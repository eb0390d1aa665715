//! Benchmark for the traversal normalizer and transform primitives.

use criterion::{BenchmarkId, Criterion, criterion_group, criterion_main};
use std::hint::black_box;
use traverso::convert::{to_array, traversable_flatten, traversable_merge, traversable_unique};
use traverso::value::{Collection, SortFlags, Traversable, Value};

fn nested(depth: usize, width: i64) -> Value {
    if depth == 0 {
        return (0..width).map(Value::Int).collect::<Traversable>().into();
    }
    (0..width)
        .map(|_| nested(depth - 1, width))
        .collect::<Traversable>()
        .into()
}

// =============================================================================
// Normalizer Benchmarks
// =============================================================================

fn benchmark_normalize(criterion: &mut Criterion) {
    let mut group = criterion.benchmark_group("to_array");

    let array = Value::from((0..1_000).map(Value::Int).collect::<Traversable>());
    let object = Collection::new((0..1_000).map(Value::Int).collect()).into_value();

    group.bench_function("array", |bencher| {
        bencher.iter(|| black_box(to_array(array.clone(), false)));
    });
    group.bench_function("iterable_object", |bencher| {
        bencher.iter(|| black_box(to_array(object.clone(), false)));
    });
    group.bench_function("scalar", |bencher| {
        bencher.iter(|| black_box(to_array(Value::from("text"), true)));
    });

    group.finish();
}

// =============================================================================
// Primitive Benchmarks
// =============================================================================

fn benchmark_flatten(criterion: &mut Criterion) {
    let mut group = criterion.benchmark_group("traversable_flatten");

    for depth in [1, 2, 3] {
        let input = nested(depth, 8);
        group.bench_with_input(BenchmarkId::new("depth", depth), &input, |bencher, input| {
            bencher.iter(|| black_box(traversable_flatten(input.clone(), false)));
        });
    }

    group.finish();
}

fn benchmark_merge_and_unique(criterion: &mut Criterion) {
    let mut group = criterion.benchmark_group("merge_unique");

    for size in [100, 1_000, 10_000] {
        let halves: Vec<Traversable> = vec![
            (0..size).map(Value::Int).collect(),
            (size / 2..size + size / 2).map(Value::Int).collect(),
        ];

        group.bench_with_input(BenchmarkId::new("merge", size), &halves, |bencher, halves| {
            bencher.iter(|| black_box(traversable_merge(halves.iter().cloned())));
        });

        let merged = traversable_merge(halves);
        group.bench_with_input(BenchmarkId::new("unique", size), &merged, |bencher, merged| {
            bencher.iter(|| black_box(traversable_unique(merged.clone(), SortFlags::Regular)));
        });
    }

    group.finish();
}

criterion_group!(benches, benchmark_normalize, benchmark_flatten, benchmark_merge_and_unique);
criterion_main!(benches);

-.-.-

— DESCRIPTION OF THE TASK —
Each entry above is to be transcribed exactly as it was written.

— SOLUTION TO THIS PROBLEM —
repository eb0390d1aa665715
//! Benchmark for the traversal normalizer and transform primitives.

use criterion::{BenchmarkId, Criterion, criterion_group, criterion_main};
use std::hint::black_box;
use traverso::convert::{to_array, traversable_flatten, traversable_merge, traversable_unique};
use traverso::value::{Collection, SortFlags, Traversable, Value};

fn nested(depth: usize, width: i64) -> Value {
    if depth == 0 {
        return (0..width).map(Value::Int).collect::<Traversable>().into();
    }
    (0..width)
        .map(|_| nested(depth - 1, width))
        .collect::<Traversable>()
        .into()
}

// =============================================================================
// Normalizer Benchmarks
// =============================================================================

fn benchmark_normalize(criterion: &mut Criterion) {
    let mut group = criterion.benchmark_group("to_array");

    let array = Value::from((0..1_000).map(Value::Int).collect::<Traversable>());
    let object = Collection::new((0..1_000).map(Value::Int).collect()).into_value();

    group.bench_function("array", |bencher| {
        bencher.iter(|| black_box(to_array(array.clone(), false)));
    });
    group.bench_function("iterable_object", |bencher| {
        bencher.iter(|| black_box(to_array(object.clone(), false)));
    });
    group.bench_function("scalar", |bencher| {
        bencher.iter(|| black_box(to_array(Value::from("text"), true)));
    });

    group.finish();
}

// =============================================================================
// Primitive Benchmarks
// =============================================================================

fn benchmark_flatten(criterion: &mut Criterion) {
    let mut group = criterion.benchmark_group("traversable_flatten");

    for depth in [1, 2, 3] {
        let input = nested(depth, 8);
        group.bench_with_input(BenchmarkId::new("depth", depth), &input, |bencher, input| {
            bencher.iter(|| black_box(traversable_flatten(input.clone(), false)));
        });
    }

    group.finish();
}

fn benchmark_merge_and_unique(criterion: &mut Criterion) {
    let mut group = criterion.benchmark_group("merge_unique");

    for size in [100, 1_000, 10_000] {
        let halves: Vec<Traversable> = vec![
            (0..size).map(Value::Int).collect(),
            (size / 2..size + size / 2).map(Value::Int).collect(),
        ];

        group.bench_with_input(BenchmarkId::new("merge", size), &halves, |bencher, halves| {
            bencher.iter(|| black_box(traversable_merge(halves.iter().cloned())));
        });

        let merged = traversable_merge(halves);
        group.bench_with_input(BenchmarkId::new("unique", size), &merged, |bencher, merged| {
            bencher.iter(|| black_box(traversable_unique(merged.clone(), SortFlags::Regular)));
        });
    }

    group.finish();
}

criterion_group!(benches, benchmark_normalize, benchmark_flatten, benchmark_merge_and_unique);
criterion_main!(benches);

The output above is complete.